(Data records):
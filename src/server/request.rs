use crate::security::Session;
use smallvec::SmallVec;
use std::sync::Arc;

/// Maximum inline headers before heap allocation
pub const MAX_INLINE_HEADERS: usize = 16;

/// Maximum inline query/form fields before heap allocation
pub const MAX_INLINE_FIELDS: usize = 8;

/// Header storage: lower-cased names shared as `Arc<str>`, per-request values.
pub type HeaderVec = SmallVec<[(Arc<str>, String); MAX_INLINE_HEADERS]>;

/// Ordered name/value pairs from a query string or form body. Lookups use
/// "last write wins" semantics.
pub type FieldVec = SmallVec<[(String, String); MAX_INLINE_FIELDS]>;

/// One part of a `multipart/form-data` body, as handed over by the host
/// container after it has spooled the upload.
#[derive(Debug, Clone, PartialEq, Eq)]
pub struct Part {
    pub name: String,
    /// Present for file uploads, absent for plain form fields
    pub filename: Option<String>,
    pub content_type: Option<String>,
    pub data: Vec<u8>,
}

impl Part {
    pub fn field(name: impl Into<String>, value: impl Into<String>) -> Self {
        Self {
            name: name.into(),
            filename: None,
            content_type: None,
            data: value.into().into_bytes(),
        }
    }

    pub fn file(name: impl Into<String>, filename: impl Into<String>, data: Vec<u8>) -> Self {
        Self {
            name: name.into(),
            filename: Some(filename.into()),
            content_type: None,
            data,
        }
    }

    #[must_use]
    pub fn with_content_type(mut self, content_type: impl Into<String>) -> Self {
        self.content_type = Some(content_type.into());
        self
    }

    #[must_use]
    pub fn is_file(&self) -> bool {
        self.filename.is_some()
    }
}

/// An inbound HTTP-shaped request.
///
/// Every field is raw: nothing is normalized here. Path, method and content
/// type are optional because hosts may not supply them, and the dispatcher
/// defines what a missing value means.
#[derive(Debug, Clone, Default)]
pub struct Request {
    path: Option<String>,
    query: Option<String>,
    method: Option<String>,
    content_type: Option<String>,
    headers: HeaderVec,
    body: Vec<u8>,
    parts: Vec<Part>,
    session: Option<Session>,
}

impl Request {
    /// Build a request from a method and a target. A `?query` suffix on the
    /// target is split off into the query string.
    pub fn new(method: &str, target: &str) -> Self {
        let (path, query) = match target.split_once('?') {
            Some((path, query)) => (path, Some(query.to_string())),
            None => (target, None),
        };
        Self {
            path: Some(path.to_string()),
            query,
            method: Some(method.to_string()),
            ..Self::default()
        }
    }

    #[must_use]
    pub fn with_path(mut self, path: Option<&str>) -> Self {
        self.path = path.map(str::to_string);
        self
    }

    #[must_use]
    pub fn with_method(mut self, method: Option<&str>) -> Self {
        self.method = method.map(str::to_string);
        self
    }

    #[must_use]
    pub fn with_query(mut self, query: impl Into<String>) -> Self {
        self.query = Some(query.into());
        self
    }

    /// Add a header; `content-type` also sets the raw content type.
    #[must_use]
    pub fn with_header(mut self, name: &str, value: impl Into<String>) -> Self {
        let name = name.to_ascii_lowercase();
        let value = value.into();
        if name == "content-type" {
            self.content_type = Some(value.clone());
        }
        self.headers.push((Arc::from(name), value));
        self
    }

    #[must_use]
    pub fn with_content_type(self, content_type: &str) -> Self {
        self.with_header("content-type", content_type)
    }

    #[must_use]
    pub fn with_body(mut self, body: impl Into<Vec<u8>>) -> Self {
        self.body = body.into();
        self
    }

    /// Set a JSON body and the matching content type.
    #[must_use]
    pub fn with_json(self, body: &serde_json::Value) -> Self {
        self.with_content_type("application/json")
            .with_body(body.to_string())
    }

    /// Add a multipart part and, if not already set, the multipart content type.
    #[must_use]
    pub fn with_part(mut self, part: Part) -> Self {
        if self.content_type.is_none() {
            self = self.with_content_type("multipart/form-data");
        }
        self.parts.push(part);
        self
    }

    #[must_use]
    pub fn with_session(mut self, session: Session) -> Self {
        self.session = Some(session);
        self
    }

    #[must_use]
    pub fn path(&self) -> Option<&str> {
        self.path.as_deref()
    }

    #[must_use]
    pub fn query(&self) -> Option<&str> {
        self.query.as_deref()
    }

    #[must_use]
    pub fn method(&self) -> Option<&str> {
        self.method.as_deref()
    }

    #[must_use]
    pub fn content_type(&self) -> Option<&str> {
        self.content_type.as_deref()
    }

    #[must_use]
    pub fn headers(&self) -> &HeaderVec {
        &self.headers
    }

    /// Get a header by name (case-insensitive per RFC 7230)
    #[must_use]
    pub fn header(&self, name: &str) -> Option<&str> {
        self.headers
            .iter()
            .find(|(k, _)| k.eq_ignore_ascii_case(name))
            .map(|(_, v)| v.as_str())
    }

    #[must_use]
    pub fn body(&self) -> &[u8] {
        &self.body
    }

    #[must_use]
    pub fn parts(&self) -> &[Part] {
        &self.parts
    }

    #[must_use]
    pub fn session(&self) -> Option<&Session> {
        self.session.as_ref()
    }
}

/// Parse an `application/x-www-form-urlencoded` string (query or body),
/// preserving order.
#[must_use]
pub fn parse_form_fields(encoded: &str) -> FieldVec {
    url::form_urlencoded::parse(encoded.as_bytes())
        .map(|(k, v)| (k.into_owned(), v.into_owned()))
        .collect()
}

/// Last value for `name`, if any.
#[must_use]
pub fn last_field<'a>(fields: &'a FieldVec, name: &str) -> Option<&'a str> {
    fields
        .iter()
        .rfind(|(k, _)| k == name)
        .map(|(_, v)| v.as_str())
}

(Aim of the task): Once the line containing "self.method.as_deref()" is found, print it and every line after it through the end of the listing, exactly and alone.

(Answer to this exercise):
        self.method.as_deref()
    }

    #[must_use]
    pub fn content_type(&self) -> Option<&str> {
        self.content_type.as_deref()
    }

    #[must_use]
    pub fn headers(&self) -> &HeaderVec {
        &self.headers
    }

    /// Get a header by name (case-insensitive per RFC 7230)
    #[must_use]
    pub fn header(&self, name: &str) -> Option<&str> {
        self.headers
            .iter()
            .find(|(k, _)| k.eq_ignore_ascii_case(name))
            .map(|(_, v)| v.as_str())
    }

    #[must_use]
    pub fn body(&self) -> &[u8] {
        &self.body
    }

    #[must_use]
    pub fn parts(&self) -> &[Part] {
        &self.parts
    }

    #[must_use]
    pub fn session(&self) -> Option<&Session> {
        self.session.as_ref()
    }
}

/// Parse an `application/x-www-form-urlencoded` string (query or body),
/// preserving order.
#[must_use]
pub fn parse_form_fields(encoded: &str) -> FieldVec {
    url::form_urlencoded::parse(encoded.as_bytes())
        .map(|(k, v)| (k.into_owned(), v.into_owned()))
        .collect()
}

/// Last value for `name`, if any.
#[must_use]
pub fn last_field<'a>(fields: &'a FieldVec, name: &str) -> Option<&'a str> {
    fields
        .iter()
        .rfind(|(k, _)| k == name)
        .map(|(_, v)| v.as_str())
}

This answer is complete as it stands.